*WHAT YOU NEED TO DO*. Find and copy each line of the data that includes "None".

*EXCERPTED RECORDS*.

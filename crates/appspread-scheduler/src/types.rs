use appspread_core::{NodeInfo, Pod};
use serde::{Deserialize, Serialize};
use std::sync::Arc;

/// Lowest score a node can receive
pub const MIN_NODE_SCORE: i64 = 0;

/// Highest score a node can receive, both raw and after normalization
pub const MAX_NODE_SCORE: i64 = 100;

/// Scheduling context containing the pod and the candidate nodes
#[derive(Debug, Clone, Serialize, Deserialize)]
pub struct SchedulingContext {
    /// Pod to be scheduled
    pub pod: Pod,
    /// Candidate nodes with their bound pods
    pub nodes: Vec<NodeInfo>,
}

impl SchedulingContext {
    /// Create a new scheduling context
    pub fn new(pod: Pod, nodes: Vec<NodeInfo>) -> Self {
        Self { pod, nodes }
    }

    /// Split into shared, read-only handles for a concurrent scheduling cycle
    pub fn into_shared(self) -> (Arc<Pod>, Vec<Arc<NodeInfo>>) {
        (
            Arc::new(self.pod),
            self.nodes.into_iter().map(Arc::new).collect(),
        )
    }
}

/// Result of filtering a node
#[derive(Debug, Clone, PartialEq, Eq, Serialize)]
pub struct FilterResult {
    /// Node name
    pub node_name: String,
    /// Whether the node passed the filter
    pub passed: bool,
    /// Reason for failure (if any)
    pub reason: Option<String>,
}

impl FilterResult {
    /// Create a passing filter result
    pub fn pass(node_name: String) -> Self {
        Self {
            node_name,
            passed: true,
            reason: None,
        }
    }

    /// Create a failing filter result
    pub fn fail(node_name: String, reason: String) -> Self {
        Self {
            node_name,
            passed: false,
            reason: Some(reason),
        }
    }
}

/// Score of a single node; raw after scoring, rescaled after normalization
#[derive(Debug, Clone, PartialEq, Eq, Serialize, Deserialize)]
pub struct ScoreResult {
    /// Node name
    pub node_name: String,
    /// Score (0-100, higher is better)
    pub score: i64,
}

impl ScoreResult {
    /// Create a new score result
    pub fn new(node_name: impl Into<String>, score: i64) -> Self {
        Self {
            node_name: node_name.into(),
            score,
        }
    }
}

/// Ordered per-node scores for one scheduling attempt
pub type NodeScoreList = Vec<ScoreResult>;
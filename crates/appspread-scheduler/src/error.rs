// Allow unused assignments for diagnostic fields - they're used by the macros
#![allow(unused_assignments)]

use miette::Diagnostic;
use thiserror::Error;

/// Scheduler error type
#[derive(Error, Debug, Diagnostic)]
pub enum SchedulerError {
    /// No suitable nodes found
    #[error("No suitable nodes found for pod {pod_name}: {reason}")]
    #[diagnostic(
        code(scheduler::no_suitable_nodes),
        help("Check node resources and whether the application already runs on every node")
    )]
    NoSuitableNodes {
        pod_name: String,
        reason: String,
    },

    /// Normalization was asked to rescale an empty score list
    #[error("Cannot normalize an empty score list")]
    #[diagnostic(
        code(scheduler::empty_score_list),
        help("Normalization runs once after every feasible node has been scored; at least one node must be feasible")
    )]
    EmptyScoreList,

    /// The same node appears more than once in a score list
    #[error("Node {node_name} appears more than once in the score list")]
    #[diagnostic(
        code(scheduler::duplicate_node_score),
        help("Score each feasible node exactly once per scheduling attempt")
    )]
    DuplicateNodeScore {
        node_name: String,
    },

    /// A score function produced a value outside the allowed range
    #[error("Score {score} for node {node_name} is outside [0, {max_score}]")]
    #[diagnostic(
        code(scheduler::score_out_of_range),
        help("Score functions must return values between 0 and the maximum node score")
    )]
    ScoreOutOfRange {
        node_name: String,
        score: i64,
        max_score: i64,
    },

    /// The scheduling attempt was cancelled by the caller
    #[error("Scheduling attempt for pod {pod_name} was cancelled")]
    #[diagnostic(
        code(scheduler::cancelled),
        help("The orchestrator abandoned this attempt; it may retry later")
    )]
    Cancelled {
        pod_name: String,
    },

    /// Core error
    #[error("Core error: {0}")]
    #[diagnostic(
        code(scheduler::core_error),
        help("The pod or node snapshot is malformed")
    )]
    CoreError(#[from] appspread_core::CoreError),

    /// Internal error
    #[error("Internal error: {message}")]
    #[diagnostic(
        code(scheduler::internal_error),
        help("This is likely a bug. Please report it")
    )]
    InternalError {
        message: String,
    },
}

/// Result type for scheduler operations
pub type Result<T> = std::result::Result<T, SchedulerError>;

impl SchedulerError {
    /// Create a NoSuitableNodes error
    pub fn no_suitable_nodes(pod_name: impl Into<String>, reason: impl Into<String>) -> Self {
        Self::NoSuitableNodes {
            pod_name: pod_name.into(),
            reason: reason.into(),
        }
    }

    /// Create a DuplicateNodeScore error
    pub fn duplicate_node_score(node_name: impl Into<String>) -> Self {
        Self::DuplicateNodeScore {
            node_name: node_name.into(),
        }
    }

    /// Create a ScoreOutOfRange error
    pub fn score_out_of_range(node_name: impl Into<String>, score: i64, max_score: i64) -> Self {
        Self::ScoreOutOfRange {
            node_name: node_name.into(),
            score,
            max_score,
        }
    }

    /// Create a Cancelled error
    pub fn cancelled(pod_name: impl Into<String>) -> Self {
        Self::Cancelled {
            pod_name: pod_name.into(),
        }
    }

    /// Create an InternalError
    pub fn internal_error(message: impl Into<String>) -> Self {
        Self::InternalError {
            message: message.into(),
        }
    }
}
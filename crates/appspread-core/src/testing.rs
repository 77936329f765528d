//! Fixture builders for tests in this and dependent crates.

use crate::types::{NodeInfo, APPLICATION_NAME_LABEL};
use k8s_openapi::api::core::v1::{Container, Node, NodeStatus, Pod, PodSpec, ResourceRequirements};
use k8s_openapi::apimachinery::pkg::api::resource::Quantity;
use std::collections::BTreeMap;

/// Node named `name` with the given CPU and memory capacity
pub fn create_test_node(name: &str, cpu: &str, memory: &str) -> Node {
    let mut capacity = BTreeMap::new();
    capacity.insert("cpu".to_string(), Quantity(cpu.to_string()));
    capacity.insert("memory".to_string(), Quantity(memory.to_string()));

    let mut node = Node::default();
    node.metadata.name = Some(name.to_string());
    node.status = Some(NodeStatus {
        capacity: Some(capacity),
        ..Default::default()
    });
    node
}

/// Pod with one container per `(cpu, memory)` request pair.
///
/// `app` sets the `applicationName` label.
pub fn create_test_pod(name: &str, app: Option<&str>, requests: &[(&str, &str)]) -> Pod {
    let mut pod = Pod::default();
    pod.metadata.name = Some(name.to_string());
    pod.metadata.namespace = Some("default".to_string());
    if let Some(app) = app {
        let mut labels = BTreeMap::new();
        labels.insert(APPLICATION_NAME_LABEL.to_string(), app.to_string());
        pod.metadata.labels = Some(labels);
    }
    pod.spec = Some(PodSpec::default());

    requests
        .iter()
        .fold(pod, |pod, request| add_test_container(pod, Some(*request)))
}

/// Append a container; `None` means the container declares no requests
pub fn add_test_container(mut pod: Pod, requests: Option<(&str, &str)>) -> Pod {
    let spec = pod.spec.get_or_insert_with(PodSpec::default);
    let mut container = Container {
        name: format!("c{}", spec.containers.len()),
        ..Default::default()
    };

    if let Some((cpu, memory)) = requests {
        let mut map = BTreeMap::new();
        map.insert("cpu".to_string(), Quantity(cpu.to_string()));
        map.insert("memory".to_string(), Quantity(memory.to_string()));
        container.resources = Some(ResourceRequirements {
            requests: Some(map),
            ..Default::default()
        });
    }

    spec.containers.push(container);
    pod
}

/// Node snapshot with bound pods
pub fn create_test_node_info(name: &str, cpu: &str, memory: &str, pods: Vec<Pod>) -> NodeInfo {
    NodeInfo::new(create_test_node(name, cpu, memory), pods)
}
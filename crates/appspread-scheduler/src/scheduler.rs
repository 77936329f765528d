use crate::plugin::{FilterPlugin, ScorePlugin};
use crate::types::{FilterResult, NodeScoreList, ScoreResult};
use crate::{Result, SchedulerError};
use appspread_core::resources::pod_name;
use appspread_core::{NodeInfo, Pod};
use std::sync::Arc;
use tokio::sync::Semaphore;
use tokio::task::JoinSet;
use tokio_util::sync::CancellationToken;
use tracing::{debug, info, warn};

/// Configuration for the scheduler
#[derive(Debug, Clone)]
pub struct SchedulerConfig {
    /// Maximum number of per-node filter or score calls in flight
    pub parallelism: usize,
}

impl Default for SchedulerConfig {
    fn default() -> Self {
        Self { parallelism: 16 }
    }
}

/// Outcome of one scheduling attempt
#[derive(Debug, Clone)]
pub struct ScheduleResult {
    /// Filter verdict for every candidate node, in input order
    pub filter_results: Vec<FilterResult>,
    /// Normalized scores for the feasible nodes, in input order
    pub scores: NodeScoreList,
}

impl ScheduleResult {
    /// Highest scoring node; the first one wins ties
    pub fn best_node(&self) -> Option<&ScoreResult> {
        self.scores
            .iter()
            .reduce(|best, s| if s.score > best.score { s } else { best })
    }

    /// Number of nodes that passed filtering
    pub fn feasible_count(&self) -> usize {
        self.scores.len()
    }
}

/// Runs the filter, score and normalize stages for one pod.
///
/// Per-node calls fan out on a `JoinSet`; each stage is a barrier for the
/// next. Cancellation is observed between per-node calls.
pub struct Scheduler {
    config: SchedulerConfig,
    filter: Arc<dyn FilterPlugin>,
    scorer: Arc<dyn ScorePlugin>,
}

impl Scheduler {
    /// Create a new scheduler from a filter and a score plugin
    pub fn new(
        filter: Arc<dyn FilterPlugin>,
        scorer: Arc<dyn ScorePlugin>,
        config: SchedulerConfig,
    ) -> Self {
        Self {
            config,
            filter,
            scorer,
        }
    }

    /// Run one scheduling attempt for `pod` over `nodes`
    pub async fn schedule(
        &self,
        pod: Arc<Pod>,
        nodes: &[Arc<NodeInfo>],
        token: &CancellationToken,
    ) -> Result<ScheduleResult> {
        let pod_name = pod_name(&pod).to_string();

        info!(
            "Scheduling pod {} across {} candidate nodes",
            pod_name,
            nodes.len()
        );

        // Phase 1: Filter nodes
        let filter = self.filter.clone();
        let filter_pod = pod.clone();
        let filter_results = self
            .for_each_node(&pod_name, nodes, token, move |node: &NodeInfo| {
                filter.filter(&filter_pod, node)
            })
            .await?;

        let mut feasible_nodes = Vec::new();
        for (node, result) in nodes.iter().zip(&filter_results) {
            if result.passed {
                feasible_nodes.push(node.clone());
            } else {
                debug!(
                    "Node {} filtered out by {}: {}",
                    result.node_name,
                    self.filter.name(),
                    result.reason.as_deref().unwrap_or_default()
                );
            }
        }

        if feasible_nodes.is_empty() {
            warn!("No feasible nodes for pod {}", pod_name);
            let reason = filter_results
                .iter()
                .map(|r| format!("{}: {}", r.node_name, r.reason.as_deref().unwrap_or_default()))
                .collect::<Vec<_>>()
                .join("; ");
            return Err(SchedulerError::no_suitable_nodes(
                pod_name,
                if reason.is_empty() {
                    "no candidate nodes".to_string()
                } else {
                    reason
                },
            ));
        }

        info!(
            "Pod {} has {} feasible nodes",
            pod_name,
            feasible_nodes.len()
        );

        // Phase 2: Score feasible nodes
        let scorer = self.scorer.clone();
        let score_pod = pod.clone();
        let mut scores = self
            .for_each_node(&pod_name, &feasible_nodes, token, move |node: &NodeInfo| {
                scorer.score(&score_pod, node)
            })
            .await?;

        if token.is_cancelled() {
            return Err(SchedulerError::cancelled(pod_name));
        }

        // Phase 3: Normalize once over the complete score list
        if let Some(extensions) = self.scorer.score_extensions() {
            extensions.normalize_score(&pod, &mut scores)?;
        }

        let result = ScheduleResult {
            filter_results,
            scores,
        };

        if let Some(best) = result.best_node() {
            info!(
                "Best node for pod {} is {} with score {}",
                pod_name, best.node_name, best.score
            );
        }

        Ok(result)
    }

    /// Apply `f` to every node concurrently, returning results in node order.
    ///
    /// Stops at the first error or on cancellation; outstanding calls are
    /// aborted when the `JoinSet` is dropped.
    async fn for_each_node<T, F>(
        &self,
        pod_name: &str,
        nodes: &[Arc<NodeInfo>],
        token: &CancellationToken,
        f: F,
    ) -> Result<Vec<T>>
    where
        T: Send + 'static,
        F: Fn(&NodeInfo) -> Result<T> + Clone + Send + 'static,
    {
        let semaphore = Arc::new(Semaphore::new(self.config.parallelism.max(1)));
        let mut tasks = JoinSet::new();

        for (index, node) in nodes.iter().enumerate() {
            let permit = tokio::select! {
                biased;
                _ = token.cancelled() => {
                    return Err(SchedulerError::cancelled(pod_name));
                }
                permit = semaphore.clone().acquire_owned() => permit.map_err(|e| {
                    SchedulerError::internal_error(format!("Semaphore closed: {}", e))
                })?,
            };

            let node = node.clone();
            let f = f.clone();
            tasks.spawn(async move {
                let _permit = permit;
                (index, f(node.as_ref()))
            });
        }

        let mut slots: Vec<Option<T>> = (0..nodes.len()).map(|_| None).collect();

        loop {
            tokio::select! {
                biased;
                _ = token.cancelled() => {
                    tasks.abort_all();
                    return Err(SchedulerError::cancelled(pod_name));
                }
                joined = tasks.join_next() => match joined {
                    Some(Ok((index, result))) => slots[index] = Some(result?),
                    Some(Err(e)) => {
                        return Err(SchedulerError::internal_error(format!(
                            "Per-node task failed: {}",
                            e
                        )));
                    }
                    None => break,
                },
            }
        }

        slots
            .into_iter()
            .collect::<Option<Vec<T>>>()
            .ok_or_else(|| SchedulerError::internal_error("Missing per-node result"))
    }
}
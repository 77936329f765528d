//! Appspread Core - Fundamental types for the Appspread placement policy engine
//!
//! This crate provides:
//! - Node snapshots with their bound pods
//! - Resource quantity parsing and accounting
//! - Error types with miette diagnostics
//! - Serialization helpers

pub mod error;
pub mod resources;
pub mod types;

#[cfg(any(test, feature = "testing"))]
pub mod testing;

// Re-export commonly used types
pub use error::{CoreError, Result};
pub use resources::{ResourceKind, ResourceQuantities};
pub use types::{NodeInfo, APPLICATION_NAME_LABEL};

// Re-export k8s-openapi types for convenience
pub use k8s_openapi;
pub use k8s_openapi::api::core::v1::{Node, Pod};
pub use k8s_openapi::apimachinery::pkg::apis::meta::v1::ObjectMeta;

use std::path::Path;

/// Serialize a value to pretty JSON
pub fn to_json_pretty<T: serde::Serialize>(value: &T) -> Result<String> {
    serde_json::to_string_pretty(value).map_err(|e| {
        CoreError::serialization_error(
            format!("Failed to serialize to JSON: {}", e),
            Some(Box::new(e)),
        )
    })
}

/// Deserialize a value from JSON
pub fn from_json<T: for<'de> serde::Deserialize<'de>>(data: &str) -> Result<T> {
    serde_json::from_str(data).map_err(|e| {
        CoreError::serialization_error(
            format!("Failed to deserialize from JSON: {}", e),
            Some(Box::new(e)),
        )
    })
}

/// Deserialize a value from YAML
pub fn from_yaml<T: for<'de> serde::Deserialize<'de>>(data: &str) -> Result<T> {
    serde_yaml::from_str(data).map_err(|e| {
        CoreError::serialization_error(
            format!("Failed to deserialize from YAML: {}", e),
            Some(Box::new(e)),
        )
    })
}

/// Read a file and deserialize it, as JSON for `.json` files and YAML otherwise
pub fn from_file<T: for<'de> serde::Deserialize<'de>>(path: &Path) -> Result<T> {
    let data = std::fs::read_to_string(path)
        .map_err(|e| CoreError::io_error(path.display().to_string(), e))?;

    match path.extension().and_then(|ext| ext.to_str()) {
        Some("json") => from_json(&data),
        _ => from_yaml(&data),
    }
}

*ANSWER TO THE PROBLEM*.
            reason: None,
/// Append a container; `None` means the container declares no requests
        let mut slots: Vec<Option<T>> = (0..nodes.len()).map(|_| None).collect();
                    None => break,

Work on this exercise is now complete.